Which lines in the data below contain the word "SortOrder"? Pull each of them out.

##### DATA

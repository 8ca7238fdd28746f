use chrono::Utc;
use rust_decimal::Decimal;
use sea_orm::ActiveValue::Set;
use sea_orm::sea_query::Expr;
use sea_orm::sea_query::extension::postgres::PgExpr;
use sea_orm::{
    ActiveModelTrait, ColumnTrait, Condition, EntityTrait, PaginatorTrait, QueryFilter, QueryOrder,
    QuerySelect,
};
use uuid::Uuid;

use crate::dto::products::{CreateProductRequest, ProductList, UpdateProductRequest};
use crate::{
    audit::{self, AuditAction},
    entity::{
        order_items::{Column as OrderItemCol, Entity as OrderItems},
        products::{ActiveModel, Column, Entity as Products, Model as ProductModel},
    },
    error::{AppError, AppResult},
    middleware::auth::AuthUser,
    models::Product,
    response::{ApiResponse, Meta},
    routes::params::{ProductQuery, ProductSortBy, SortOrder},
    state::AppState,
};

pub async fn list_products(
    state: &AppState,
    query: ProductQuery,
) -> AppResult<ApiResponse<ProductList>> {
    let (page, limit, offset) = query.pagination().normalize();
    let mut condition = Condition::all();

    if let Some(category) = query.category {
        condition = condition.add(Column::Category.eq(category.as_str()));
    }

    if let Some(is_active) = query.is_active {
        condition = condition.add(Column::IsActive.eq(is_active));
    }

    if let Some(search) = query.q.as_deref().map(str::trim).filter(|s| !s.is_empty()) {
        let pattern = format!("%{search}%");
        condition = condition.add(
            Condition::any()
                .add(Expr::col(Column::Name).ilike(pattern.clone()))
                .add(Expr::col(Column::Description).ilike(pattern)),
        );
    }

    let sort_order = query.sort_order.unwrap_or(SortOrder::Asc);
    let mut finder = Products::find().filter(condition);
    finder = match query.sort_by {
        Some(sort_by) => {
            let sort_col = match sort_by {
                ProductSortBy::Name => Column::Name,
                ProductSortBy::Price => Column::PricePerUnit,
                ProductSortBy::Stock => Column::Stock,
                ProductSortBy::Category => Column::Category,
            };
            match sort_order {
                SortOrder::Asc => finder.order_by_asc(sort_col),
                SortOrder::Desc => finder.order_by_desc(sort_col),
            }
        }
        None => finder
            .order_by_asc(Column::Category)
            .order_by_asc(Column::Name),
    };

    let total = finder.clone().count(&state.orm).await? as i64;

    let items = finder
        .limit(limit as u64)
        .offset(offset as u64)
        .all(&state.orm)
        .await?
        .into_iter()
        .map(product_from_entity)
        .collect();

    let meta = Meta::new(page, limit, total);
    Ok(ApiResponse::success("Products", ProductList { items }, Some(meta)))
}

pub async fn get_product(state: &AppState, id: Uuid) -> AppResult<ApiResponse<Product>> {
    let product = Products::find_by_id(id)
        .one(&state.orm)
        .await?
        .map(product_from_entity)
        .ok_or(AppError::NotFound)?;
    Ok(ApiResponse::success("Product", product, None))
}

pub async fn create_product(
    state: &AppState,
    user: &AuthUser,
    payload: CreateProductRequest,
) -> AppResult<ApiResponse<Product>> {
    let name = validate_name(&payload.name)?;
    validate_price(payload.price_per_unit)?;
    validate_stock(payload.stock)?;

    let now = Utc::now();
    let active = ActiveModel {
        id: Set(Uuid::new_v4()),
        name: Set(name),
        category: Set(payload.category.as_str().to_string()),
        price_per_unit: Set(payload.price_per_unit),
        stock: Set(payload.stock),
        description: Set(payload.description.filter(|d| !d.trim().is_empty())),
        is_active: Set(payload.is_active),
        created_at: Set(now.into()),
        updated_at: Set(now.into()),
    };
    let product = active.insert(&state.orm).await?;

    tracing::info!(product_id = %product.id, "product created");
    audit::record(
        &state.pool,
        Some(user.user_id),
        AuditAction::ProductCreate,
        serde_json::json!({ "product_id": product.id }),
    )
    .await;

    Ok(ApiResponse::success(
        "Product created",
        product_from_entity(product),
        Some(Meta::empty()),
    ))
}

pub async fn update_product(
    state: &AppState,
    user: &AuthUser,
    id: Uuid,
    payload: UpdateProductRequest,
) -> AppResult<ApiResponse<Product>> {
    let existing = Products::find_by_id(id)
        .one(&state.orm)
        .await?
        .ok_or(AppError::NotFound)?;

    let mut active: ActiveModel = existing.into();
    if let Some(name) = payload.name {
        active.name = Set(validate_name(&name)?);
    }
    if let Some(category) = payload.category {
        active.category = Set(category.as_str().to_string());
    }
    if let Some(price) = payload.price_per_unit {
        validate_price(price)?;
        active.price_per_unit = Set(price);
    }
    if let Some(stock) = payload.stock {
        validate_stock(stock)?;
        active.stock = Set(stock);
    }
    if let Some(description) = payload.description {
        active.description = Set(Some(description).filter(|d| !d.trim().is_empty()));
    }
    if let Some(is_active) = payload.is_active {
        active.is_active = Set(is_active);
    }
    active.updated_at = Set(Utc::now().into());

    let product = active.update(&state.orm).await?;

    audit::record(
        &state.pool,
        Some(user.user_id),
        AuditAction::ProductUpdate,
        serde_json::json!({ "product_id": product.id }),
    )
    .await;

    Ok(ApiResponse::success(
        "Updated",
        product_from_entity(product),
        Some(Meta::empty()),
    ))
}

pub async fn delete_product(
    state: &AppState,
    user: &AuthUser,
    id: Uuid,
) -> AppResult<ApiResponse<serde_json::Value>> {
    let referenced = OrderItems::find()
        .filter(OrderItemCol::ProductId.eq(id))
        .count(&state.orm)
        .await?;
    if referenced > 0 {
        return Err(AppError::bad_request(
            "Product is used by existing orders; deactivate it instead",
        ));
    }

    let result = Products::delete_by_id(id).exec(&state.orm).await?;
    if result.rows_affected == 0 {
        return Err(AppError::NotFound);
    }

    audit::record(
        &state.pool,
        Some(user.user_id),
        AuditAction::ProductDelete,
        serde_json::json!({ "product_id": id }),
    )
    .await;

    Ok(ApiResponse::success(
        "Deleted",
        serde_json::json!({}),
        Some(Meta::empty()),
    ))
}

pub(crate) fn product_from_entity(model: ProductModel) -> Product {
    let category = model.category.parse().unwrap_or_default();
    Product {
        id: model.id,
        name: model.name,
        category,
        category_display: category.label().to_string(),
        price_per_unit: model.price_per_unit,
        stock: model.stock,
        description: model.description,
        is_active: model.is_active,
        created_at: model.created_at.with_timezone(&Utc),
        updated_at: model.updated_at.with_timezone(&Utc),
    }
}

fn validate_name(name: &str) -> AppResult<String> {
    let name = name.trim();
    if name.is_empty() {
        return Err(AppError::bad_request("Product name is required"));
    }
    Ok(name.to_string())
}

fn validate_price(price: Decimal) -> AppResult<()> {
    if price <= Decimal::ZERO {
        return Err(AppError::bad_request("Price must be greater than 0"));
    }
    Ok(())
}

fn validate_stock(stock: i32) -> AppResult<()> {
    if stock < 0 {
        return Err(AppError::bad_request("Stock cannot be negative"));
    }
    Ok(())
}

#[cfg(test)]
mod tests {
    use super::*;

    #[test]
    fn rejects_non_positive_prices() {
        assert!(validate_price(Decimal::ZERO).is_err());
        assert!(validate_price(Decimal::new(-1, 2)).is_err());
        assert!(validate_price(Decimal::new(1, 2)).is_ok());
    }

    #[test]
    fn rejects_negative_stock_and_blank_names() {
        assert!(validate_stock(-1).is_err());
        assert!(validate_stock(0).is_ok());
        assert!(validate_name("   ").is_err());
        assert_eq!(validate_name("  Wine glass ").ok().as_deref(), Some("Wine glass"));
    }
}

##########

* **ANSWER TO THIS TASK**
    routes::params::{ProductQuery, ProductSortBy, SortOrder},
    let sort_order = query.sort_order.unwrap_or(SortOrder::Asc);
                SortOrder::Asc => finder.order_by_asc(sort_col),
                SortOrder::Desc => finder.order_by_desc(sort_col),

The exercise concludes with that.